After following 8832 halfway to Manildra, we decided that any further shots would endanger the possibility of the final shot of the day – a sunset shot of 7GP1 SCT superfreighter to Perth. We set up at Nelungaloo (to the west of Parkes) as the sun slowly slid behind the horizon, entertained by the harvesters busy harvesting a nearby wheat field. 7GP1 shattered the atmosphere when it screamed past at 1935 behind SCT Class locomotives 009 and 005. Up to 1800m in length, the train is a mixture of vans and double-stack container wagons, and the sight and speed of the train needs to be seen to be believed. What a fantastic way to finish! It was worth the massive dust cloud it kicked up that reduced both Todd and I to a sneezing, coughing, sniffling mess for the next few hours until medication (and a nightcap) brought sleep – a very welcome relief!

(News to Me) Asciano Wins Manildra Contract From ARG

ARG Hauled Manildra Trains - Soon to be limited to memories and photographs?

Australian Railroad Group (ARG), a division of QRNational (QRN) has been operating trains on behalf of The Manildra Group since 2003. Manildra supplied their own rolling stock in the form of MBAX (ex WAGR WBAX vans) louvre vans, MQRF container flats (although ARG/Manildra hired more container flats from CFCLA) as well as MHGH and MHGX hoppers, although ARG were contracted to haul the trains. The contract itself involves the haulage of bulk flour to/from Manildra’s mills at Gunnedah (North-West NSW), Manildra (Central-Western NSW), Narrandera (South-West NSW) and Bomaderry (South Coast NSW), as well as export containers between the various mills and Port Botany.

Recent news has emerged that ARG have lost the contract to Pacific National/Patricks Portlink owner Asciano Limited. Interestingly, it seems that the contract will be handled by the Patricks Portlink business division, rather than (as originally thought), Pacific National Rural and Bulk. It is unknown at this stage if Rural and Bulk will provide motive power (currently, Patricks Portlink use a lot of hired motive power from CFCLA) and/or container wagons.

An ARG Crewman moves to set the road for 9182 while KL81 lurks in the background (click on the image for a larger view)
An ARG Crewman moves to set the road for 9182 while KL81 lurks in the background (click on the image for a larger view)

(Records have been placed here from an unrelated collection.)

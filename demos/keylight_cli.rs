//! CLI application for controlling a Key Light.
//!
//! Feeds a single announcement for the given address through the discovery
//! bridge, then drives the resulting accessory's control handlers, so a
//! failed request shows the eviction path as well.
//!
//! Run with: cargo run --example keylight_cli -- --help

use std::net::IpAddr;
use std::sync::Arc;

use clap::{Parser, Subcommand};
use keylight_rs::{
    Accessory, Brightness, ChannelDiscovery, DiscoveryBridge, DiscoveryHandle, Host,
    PlatformConfig, Registry, Temperature,
};

#[derive(Parser)]
#[command(name = "keylight-cli")]
#[command(about = "Control an Elgato Key Light from the command line", long_about = None)]
struct Cli {
    /// IP address of the Key Light
    #[arg(short, long)]
    ip: IpAddr,

    /// HTTP port of the Key Light
    #[arg(short, long, default_value = "9123")]
    port: u16,

    /// Request timeout in milliseconds
    #[arg(long)]
    timeout_ms: Option<u64>,

    #[command(subcommand)]
    command: Commands,
}

#[derive(Subcommand)]
enum Commands {
    /// Get the current status of the light
    Status,

    /// Turn the light on
    On,

    /// Turn the light off
    Off,

    /// Set brightness (0-100)
    Brightness {
        #[arg(value_parser = clap::value_parser!(u8).range(0..=100))]
        level: u8,
    },

    /// Set color temperature in mireds (143-344)
    Temperature {
        #[arg(value_parser = clap::value_parser!(u16).range(143..=344))]
        mireds: u16,
    },
}

/// Host that just reports what it is asked to do.
struct ConsoleHost;

impl Host for ConsoleHost {
    fn register(&self, accessory: &Accessory) {
        println!("registered {} ({})", accessory.name(), accessory.identity());
    }

    fn unregister(&self, accessory: &Accessory) {
        println!("unregistered {} ({})", accessory.name(), accessory.identity());
    }
}

#[tokio::main]
async fn main() -> Result<(), Box<dyn std::error::Error>> {
    let cli = Cli::parse();

    let mut config = PlatformConfig::default();
    config.request_timeout = cli.timeout_ms.map(std::time::Duration::from_millis);

    let registry = Registry::from_config(Arc::new(ConsoleHost), &config)?;
    let (discovery, sender, _removals) = ChannelDiscovery::new();
    let bridge = DiscoveryBridge::new(registry.clone(), Arc::new(discovery), &config);

    sender.up("Key Light", cli.ip, cli.port, DiscoveryHandle::default());
    sender.close();
    bridge.run().await?;

    let Some(accessory) = registry.accessories().into_iter().next() else {
        return Err("light was not registered".into());
    };
    let controls = accessory.controls();

    let result = match cli.command {
        Commands::Status => {
            let on = controls.read_power().await?;
            let brightness = controls.read_brightness().await?;
            let temperature = controls.read_temperature().await?;
            println!("Endpoint:    {}", accessory.endpoint());
            println!("Power:       {}", if on { "on" } else { "off" });
            println!("Brightness:  {}%", brightness.value());
            println!(
                "Temperature: {} mireds (~{}K)",
                temperature.mireds(),
                temperature.kelvin()
            );
            Ok(())
        }
        Commands::On => controls.write_power(true).await,
        Commands::Off => controls.write_power(false).await,
        Commands::Brightness { level } => {
            let brightness = Brightness::create(level).ok_or("brightness must be 0-100")?;
            controls.write_brightness(brightness).await
        }
        Commands::Temperature { mireds } => {
            controls
                .write_temperature(Temperature::clamped(mireds))
                .await
        }
    };

    if let Err(e) = result {
        eprintln!("Error: {e}");
        println!("{} accessories remain registered", registry.len());
        std::process::exit(1);
    }
    Ok(())
}
//! Platform configuration.

use std::time::Duration;

use serde::{Deserialize, Serialize};
use serde_with::{DurationMilliSeconds, serde_as};

use crate::errors::Error;

/// Name the accessories are registered under with the host.
pub const PLUGIN_NAME: &str = "homebridge-key-light";
/// Platform identifier used in the host's configuration file.
pub const PLATFORM_NAME: &str = "key-light";
/// DNS-SD service type Key Lights announce themselves with.
pub const SERVICE_TYPE: &str = "elg";

/// Configuration block for the Key Light platform.
///
/// # Example
///
/// ```
/// use keylight_rs::PlatformConfig;
///
/// let config = PlatformConfig::from_json(r#"{"platform": "key-light", "requestTimeoutMs": 2500}"#).unwrap();
/// assert_eq!(config.service_type, "elg");
/// assert_eq!(config.request_timeout.map(|t| t.as_millis()), Some(2500));
/// ```
#[serde_as]
#[derive(Debug, Serialize, Deserialize, Clone, PartialEq, Eq)]
#[serde(rename_all = "camelCase", default)]
pub struct PlatformConfig {
    pub platform: String,
    /// Optional display name the host shows for the platform.
    pub name: Option<String>,
    pub service_type: String,
    /// Per-request timeout. `None` leaves the HTTP client's default in place.
    #[serde_as(as = "Option<DurationMilliSeconds<u64>>")]
    #[serde(rename = "requestTimeoutMs")]
    pub request_timeout: Option<Duration>,
    /// Clamp out-of-range color temperatures instead of rejecting them.
    pub clamp_temperature: bool,
}

impl Default for PlatformConfig {
    fn default() -> Self {
        PlatformConfig {
            platform: PLATFORM_NAME.to_string(),
            name: None,
            service_type: SERVICE_TYPE.to_string(),
            request_timeout: None,
            clamp_temperature: true,
        }
    }
}

impl PlatformConfig {
    pub fn from_json(json: &str) -> Result<Self, Error> {
        serde_json::from_str(json).map_err(Error::JsonLoad)
    }
}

While the changeover doesn’t occur until November 23rd, enthusiasts should be getting out line side to capture images that will soon fade, possibly forever, of (ex-NSWGR 422 Class) 22 Class and (ex WAGR L Class) 31 Class hauling bulk flour to and from the various mills around the state. The good news is, if Patricks Portlink does indeed use motive power hired from CFCLA (as it currently does on its Narrabri and Dubbo/Blayney services, as well as some of its metropolitan workings), we could see vintage motive power in the form of 44, 422 (FL/HL Class), 442, 49 (KL Class) and even 45 Class at the head of bulk flour and/or container trains.

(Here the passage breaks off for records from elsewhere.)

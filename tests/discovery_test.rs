#![allow(clippy::unwrap_used)]
// Discovery-to-registry lifecycle tests driven through a channel feed.

mod common;

use std::net::{IpAddr, Ipv4Addr};
use std::sync::Arc;

use serde_json::json;
use wiremock::matchers::method;
use wiremock::{Mock, MockServer, ResponseTemplate};

use keylight_rs::{
    AccessoryRecord, ChannelDiscovery, Discovery, DiscoveryBridge, DiscoveryHandle, Endpoint,
    PlatformConfig, ServiceRemoved,
};

use common::{drain, endpoint_for, registry};

const DESK: IpAddr = IpAddr::V4(Ipv4Addr::new(192, 168, 1, 50));

fn h1() -> DiscoveryHandle {
    DiscoveryHandle(json!({"referrer": {"address": "192.168.1.50"}, "id": "h1"}))
}

#[tokio::test]
async fn test_up_registers_desk_light() {
    let (host, registry) = registry();
    let (discovery, sender, _removals) = ChannelDiscovery::new();
    let bridge = DiscoveryBridge::new(
        registry.clone(),
        Arc::new(discovery),
        &PlatformConfig::default(),
    );

    sender.up("Desk Light", DESK, 9123, h1());
    sender.close();
    bridge.run().await.unwrap();

    let accessories = registry.accessories();
    assert_eq!(accessories.len(), 1);
    assert_eq!(accessories[0].name(), "Desk Light");
    assert_eq!(
        accessories[0].endpoint().as_str(),
        "http://192.168.1.50:9123/elgato/lights"
    );
    assert_eq!(host.registered(), vec![accessories[0].identity()]);
}

#[tokio::test]
async fn test_duplicate_up_registers_once() {
    let (host, registry) = registry();
    let (discovery, sender, _removals) = ChannelDiscovery::new();
    let bridge = DiscoveryBridge::new(
        registry.clone(),
        Arc::new(discovery),
        &PlatformConfig::default(),
    );

    sender.up("Desk Light", DESK, 9123, h1());
    sender.up("Desk Light", DESK, 9123, h1());
    sender.close();
    bridge.run().await.unwrap();

    assert_eq!(registry.len(), 1);
    assert_eq!(host.registered().len(), 1);
}

#[tokio::test]
async fn test_down_removes_and_notifies_discovery() {
    let (host, registry) = registry();
    let (discovery, sender, mut removals) = ChannelDiscovery::new();
    let bridge = DiscoveryBridge::new(
        registry.clone(),
        Arc::new(discovery),
        &PlatformConfig::default(),
    );

    sender.up("Desk Light", DESK, 9123, h1());
    sender.down("Desk Light", DESK, 9123, h1());
    sender.down("Desk Light", DESK, 9123, h1());
    sender.close();
    bridge.run().await.unwrap();

    let identity = Endpoint::resolve(DESK, 9123).identity();
    assert!(registry.is_empty());
    assert_eq!(host.unregistered(), vec![identity]);
    assert_eq!(
        drain(&mut removals),
        vec![ServiceRemoved {
            service_name: "Desk Light".to_string(),
            handle: h1(),
        }]
    );
}

#[tokio::test]
async fn test_down_then_up_last_event_wins() {
    let (_host, registry) = registry();
    let (discovery, sender, _removals) = ChannelDiscovery::new();
    let bridge = DiscoveryBridge::new(
        registry.clone(),
        Arc::new(discovery),
        &PlatformConfig::default(),
    );

    sender.up("Desk Light", DESK, 9123, h1());
    sender.down("Desk Light", DESK, 9123, h1());
    sender.up("Desk Light", DESK, 9123, h1());
    sender.close();
    bridge.run().await.unwrap();

    assert!(registry.contains(Endpoint::resolve(DESK, 9123).identity()));
}

#[tokio::test]
async fn test_restored_accessory_is_removed_by_down() {
    let (host, registry) = registry();
    let record = AccessoryRecord::new("Desk Light", Endpoint::resolve(DESK, 9123), Some(h1()));
    registry.restore(record.context()).unwrap();

    let (discovery, sender, mut removals) = ChannelDiscovery::new();
    let bridge = DiscoveryBridge::new(
        registry.clone(),
        Arc::new(discovery),
        &PlatformConfig::default(),
    );

    // The light is already known, so this announcement changes nothing.
    sender.up("Desk Light", DESK, 9123, h1());
    sender.down("Desk Light", DESK, 9123, h1());
    sender.close();
    bridge.run().await.unwrap();

    assert!(registry.is_empty());
    assert!(host.registered().is_empty());
    assert_eq!(host.unregistered(), vec![record.identity()]);
    assert_eq!(drain(&mut removals).len(), 1);
}

#[tokio::test]
async fn test_second_run_fails_to_subscribe() {
    let (_host, registry) = registry();
    let (discovery, sender, _removals) = ChannelDiscovery::new();
    let discovery: Arc<dyn Discovery> = Arc::new(discovery);
    let config = PlatformConfig::default();

    sender.close();
    DiscoveryBridge::new(registry.clone(), discovery.clone(), &config)
        .run()
        .await
        .unwrap();

    let result = DiscoveryBridge::new(registry, discovery, &config).run().await;
    assert!(result.is_err());
}

#[tokio::test]
async fn test_spawned_bridge_feeds_controls() {
    let server = MockServer::start().await;
    Mock::given(method("GET"))
        .respond_with(ResponseTemplate::new(200).set_body_json(json!({
            "numberOfLights": 1,
            "lights": [{ "on": 0, "brightness": 12, "temperature": 250 }]
        })))
        .mount(&server)
        .await;

    let (_host, registry) = registry();
    let (discovery, sender, _removals) = ChannelDiscovery::new();
    let task = DiscoveryBridge::new(
        registry.clone(),
        Arc::new(discovery),
        &PlatformConfig::default(),
    )
    .spawn();

    let address = server.address();
    sender.up("Studio Light", address.ip(), address.port(), DiscoveryHandle::default());
    sender.close();
    task.await.unwrap().unwrap();

    let accessory = registry.get_by_endpoint(&endpoint_for(&server)).unwrap();
    assert!(!accessory.controls().read_power().await.unwrap());
    assert_eq!(accessory.controls().read_brightness().await.unwrap().value(), 12);
}

#[tokio::test]
async fn test_removals_do_not_pile_up_once_consumed() {
    let (_host, registry) = registry();
    let (discovery, sender, mut removals) = ChannelDiscovery::new();
    let task = DiscoveryBridge::new(
        registry.clone(),
        Arc::new(discovery),
        &PlatformConfig::default(),
    )
    .spawn();

    for port in 9000..9100 {
        sender.up("Key Light", DESK, port, h1());
        sender.down("Key Light", DESK, port, h1());
    }
    sender.close();
    task.await.unwrap().unwrap();

    assert!(registry.is_empty());
    assert_eq!(drain(&mut removals).len(), 100);
    assert!(drain(&mut removals).is_empty());
}
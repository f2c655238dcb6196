//! Per-accessory control handlers.

use std::fmt;
use std::sync::Weak;

use log::warn;
use uuid::Uuid;

use crate::accessory::AccessoryRecord;
use crate::client::DeviceClient;
use crate::command::DeviceCommand;
use crate::endpoint::Endpoint;
use crate::errors::Error;
use crate::registry::Shared;
use crate::status::DeviceStatus;
use crate::types::{Brightness, Property, PropertyValue, Temperature};

type Result<T> = std::result::Result<T, Error>;

/// Read and write handlers for one accessory's power, brightness and
/// color temperature.
///
/// Every read fetches fresh status from the device. Any
/// [`Error::DeviceUnreachable`] evicts the accessory from its registry (and
/// so from the host) before the error is handed back.
#[derive(Clone)]
pub struct LightControls {
    identity: Uuid,
    endpoint: Endpoint,
    generation: u64,
    client: DeviceClient,
    clamp_temperature: bool,
    registry: Weak<Shared>,
}

impl fmt::Debug for LightControls {
    fn fmt(&self, f: &mut fmt::Formatter<'_>) -> fmt::Result {
        f.debug_struct("LightControls")
            .field("identity", &self.identity)
            .field("endpoint", &self.endpoint)
            .field("generation", &self.generation)
            .finish_non_exhaustive()
    }
}

impl LightControls {
    pub(crate) fn new(
        record: &AccessoryRecord,
        generation: u64,
        client: DeviceClient,
        clamp_temperature: bool,
        registry: Weak<Shared>,
    ) -> Self {
        LightControls {
            identity: record.identity(),
            endpoint: record.endpoint().clone(),
            generation,
            client,
            clamp_temperature,
            registry,
        }
    }

    pub fn identity(&self) -> Uuid {
        self.identity
    }

    pub fn endpoint(&self) -> &Endpoint {
        &self.endpoint
    }

    pub(crate) fn generation(&self) -> u64 {
        self.generation
    }

    pub async fn read_power(&self) -> Result<bool> {
        Ok(self.status().await?.on())
    }

    pub async fn write_power(&self, on: bool) -> Result<()> {
        self.write(PropertyValue::Power(on)).await
    }

    pub async fn read_brightness(&self) -> Result<Brightness> {
        Ok(self.status().await?.brightness())
    }

    pub async fn write_brightness(&self, brightness: Brightness) -> Result<()> {
        self.write(PropertyValue::Brightness(brightness)).await
    }

    pub async fn read_temperature(&self) -> Result<Temperature> {
        Ok(self.status().await?.temperature())
    }

    pub async fn write_temperature(&self, temperature: Temperature) -> Result<()> {
        self.write(PropertyValue::Temperature(temperature)).await
    }

    /// Read any one property.
    pub async fn read(&self, property: Property) -> Result<PropertyValue> {
        Ok(self.status().await?.get(property))
    }

    /// Write a single property; nothing else on the device changes.
    pub async fn write(&self, value: PropertyValue) -> Result<()> {
        let command = DeviceCommand::from(value);
        self.client
            .send_command(&self.endpoint, &command)
            .await
            .map_err(|e| self.on_failure(e))
    }

    /// Write a property from the host's integer representation.
    ///
    /// Out-of-range values are rejected with [`Error::InvalidValue`] before
    /// any request is made; they do not evict the accessory.
    pub async fn write_raw(&self, property: Property, raw: i64) -> Result<()> {
        let value = PropertyValue::from_raw(property, raw, self.clamp_temperature)
            .ok_or_else(|| Error::invalid_value(property, raw))?;
        self.write(value).await
    }

    async fn status(&self) -> Result<DeviceStatus> {
        self.client
            .fetch_status(&self.endpoint)
            .await
            .map_err(|e| self.on_failure(e))
    }

    fn on_failure(&self, err: Error) -> Error {
        if err.is_unreachable() {
            warn!("{err}; evicting accessory {}", self.identity);
            if let Some(registry) = self.registry.upgrade() {
                registry.remove(self.identity, Some(self.generation));
            }
        }
        err
    }
}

Manildra MHGX Hopper at Bombaderry
Manildra MHGX Hopper at Bombaderry

Recently, there have been quite a few examples of ARG using leased motive power to assist its own fleet. CFCLA T Class, SCT G Class, CFCLA KL (49) Class and even SSR/CFCLA GM10 have been seen on flour and container workings. Certainly this is an excellent excuse for any able railway photographer to get out in these last few months of ARG hauled Manildra trains!

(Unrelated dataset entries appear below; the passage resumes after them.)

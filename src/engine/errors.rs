use thiserror::Error;

/// Errors raised by the rules core for structural misuse.
///
/// Economy refusals (not enough gems, sold out, cooldown, daily cap) are not
/// errors: they append an error notification to the player and leave the rest
/// of the state untouched. Everything here means the caller asked for
/// something the state cannot express, and nothing was changed.
#[derive(Debug, Error)]
pub enum EngineError {
    /// Returned when looking up a player id that is not in the roster.
    #[error("player not found: {0}")]
    PlayerNotFound(String),

    /// Returned when looking up a quest id that is not in the catalog.
    #[error("quest not found: {0}")]
    QuestNotFound(String),

    /// Returned when looking up a reward id that is not in the catalog.
    #[error("reward not found: {0}")]
    RewardNotFound(String),

    /// Approve, deny and undo all require the quest to be pending review.
    #[error("quest {quest_id} is not pending for player {player_id}")]
    NotPending {
        player_id: String,
        quest_id: String,
    },

    /// Quest and reward titles must contain something printable.
    #[error("title must not be empty")]
    EmptyTitle,

    /// The roster must always keep at least one active player.
    #[error("cannot deactivate the last active player")]
    LastActivePlayer,

    /// Claiming a reward above the player's level.
    #[error("reward requires level {required}, player is level {level}")]
    RewardLocked { required: u32, level: u32 },

    /// Shop rewards are bought with gems, not claimed.
    #[error("shop rewards must be purchased, not claimed")]
    NotClaimable,

    /// Fulfilling a reward the player never claimed.
    #[error("reward {0} has no outstanding claim")]
    NotClaimed(String),

    /// Selling or inspecting an inventory item that is not there.
    #[error("inventory item not found: {0}")]
    ItemNotFound(String),

    /// Wishlist entry lookup failure.
    #[error("wishlist item not found: {0}")]
    WishlistItemNotFound(String),

    /// Enabling vacation mode twice.
    #[error("vacation mode is already active")]
    VacationActive,

    /// Disabling vacation mode when it was never enabled.
    #[error("vacation mode is not active")]
    VacationNotActive,

    /// Input rejected by validation (names, titles, passcodes, PIN).
    #[error("invalid input: {0}")]
    InvalidInput(String),
}
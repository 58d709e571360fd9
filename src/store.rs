//! The snapshot store: one JSON document, last-write-wins.
//!
//! `load` returns `None` for a missing file so the caller can seed defaults;
//! anything else unreadable is an error. `save` serializes the whole
//! snapshot, takes an exclusive file lock, writes a temp file in the same
//! directory and renames it over the destination, so a concurrent reader
//! never sees a torn document. There is no merging: whichever writer saves
//! last owns the state.

use std::path::{Path, PathBuf};

use chrono::{DateTime, Utc};
use fs2::FileExt;
use log::{debug, info};
use thiserror::Error;
use tokio::fs;

use crate::engine::types::GameState;

#[derive(Debug, Error)]
pub enum StoreError {
    #[error("failed to read state file {path}: {source}")]
    Read {
        path: String,
        source: std::io::Error,
    },

    #[error("failed to write state file {path}: {source}")]
    Write {
        path: String,
        source: std::io::Error,
    },

    #[error("state file {path} is not a valid snapshot: {source}")]
    Corrupt {
        path: String,
        source: serde_json::Error,
    },

    #[error("failed to serialize snapshot: {0}")]
    Serialize(#[from] serde_json::Error),
}

/// Durable holder of the full snapshot.
#[derive(Debug, Clone)]
pub struct StateStore {
    path: PathBuf,
}

impl StateStore {
    pub fn new(path: impl Into<PathBuf>) -> Self {
        Self { path: path.into() }
    }

    pub fn path(&self) -> &Path {
        &self.path
    }

    /// Load the snapshot. A missing file is `None`, not an error; the
    /// caller decides whether to seed defaults.
    pub async fn load(&self) -> Result<Option<GameState>, StoreError> {
        let content = match fs::read_to_string(&self.path).await {
            Ok(content) => content,
            Err(e) if e.kind() == std::io::ErrorKind::NotFound => {
                debug!("no snapshot at {}", self.path.display());
                return Ok(None);
            }
            Err(e) => {
                return Err(StoreError::Read {
                    path: self.path.display().to_string(),
                    source: e,
                })
            }
        };
        let state = serde_json::from_str(&content).map_err(|e| StoreError::Corrupt {
            path: self.path.display().to_string(),
            source: e,
        })?;
        Ok(Some(state))
    }

    /// Persist the snapshot, stamping `last_updated` first.
    pub async fn save(&self, state: &mut GameState, now: DateTime<Utc>) -> Result<(), StoreError> {
        state.last_updated = now;
        let content = serde_json::to_string_pretty(state)?;

        if let Some(dir) = self.path.parent() {
            if !dir.as_os_str().is_empty() {
                fs::create_dir_all(dir).await.map_err(|e| StoreError::Write {
                    path: self.path.display().to_string(),
                    source: e,
                })?;
            }
        }

        let path = self.path.clone();
        let result = tokio::task::spawn_blocking(move || write_locked(&path, &content)).await;
        match result {
            Ok(Ok(())) => {
                info!("saved snapshot to {}", self.path.display());
                Ok(())
            }
            Ok(Err(e)) => Err(StoreError::Write {
                path: self.path.display().to_string(),
                source: e,
            }),
            Err(join) => Err(StoreError::Write {
                path: self.path.display().to_string(),
                source: std::io::Error::other(join),
            }),
        }
    }
}

/// Exclusive-locked atomic replace. fs2 locks are synchronous, so this runs
/// on the blocking pool.
fn write_locked(path: &Path, content: &str) -> std::io::Result<()> {
    use std::fs::{File, OpenOptions};
    use std::io::Write;

    // The destination doubles as the lock file: open-or-create it and hold
    // an exclusive lock for the whole replace.
    let lock_file = OpenOptions::new()
        .create(true)
        .read(true)
        .write(true)
        .open(path)?;
    lock_file.lock_exclusive()?;

    let dir = path.parent().unwrap_or_else(|| Path::new("."));
    let base = path
        .file_name()
        .and_then(|s| s.to_str())
        .unwrap_or("state.json");
    let mut counter = 0u32;
    let tmp_path = loop {
        let candidate = dir.join(format!(".{}.tmp-{}-{}", base, std::process::id(), counter));
        match OpenOptions::new().write(true).create_new(true).open(&candidate) {
            Ok(mut tmp) => {
                tmp.write_all(content.as_bytes())?;
                tmp.flush()?;
                let _ = tmp.sync_all();
                break candidate;
            }
            Err(e) if e.kind() == std::io::ErrorKind::AlreadyExists => {
                counter = counter.saturating_add(1);
                continue;
            }
            Err(e) => return Err(e),
        }
    };

    std::fs::rename(&tmp_path, path)?;

    // Fsync the directory so the rename survives a crash (best-effort).
    if let Ok(dir_file) = File::open(dir) {
        let _ = dir_file.sync_all();
    }

    drop(lock_file);
    Ok(())
}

Does this mean the withdrawal of ARG from NSW? Certainly not! The word is that ARG are looking for new contracts to haul so hopefully we shall continue to see the 422 class soldering on into the twenty first century (albeit under a new number and colour scheme…)

The photo above, of KL81 at the Nowra branch is an example of the dynamic motive power changes on ARG trains recently. KL81 lead two T Class and GM10 into Sydney on 9182 export containers. However, due to problems with Manildras container crane, this train was unable to finish loading and lost it’s path into Sydney, leaving Bomaderry at 2000, instead of at 1046.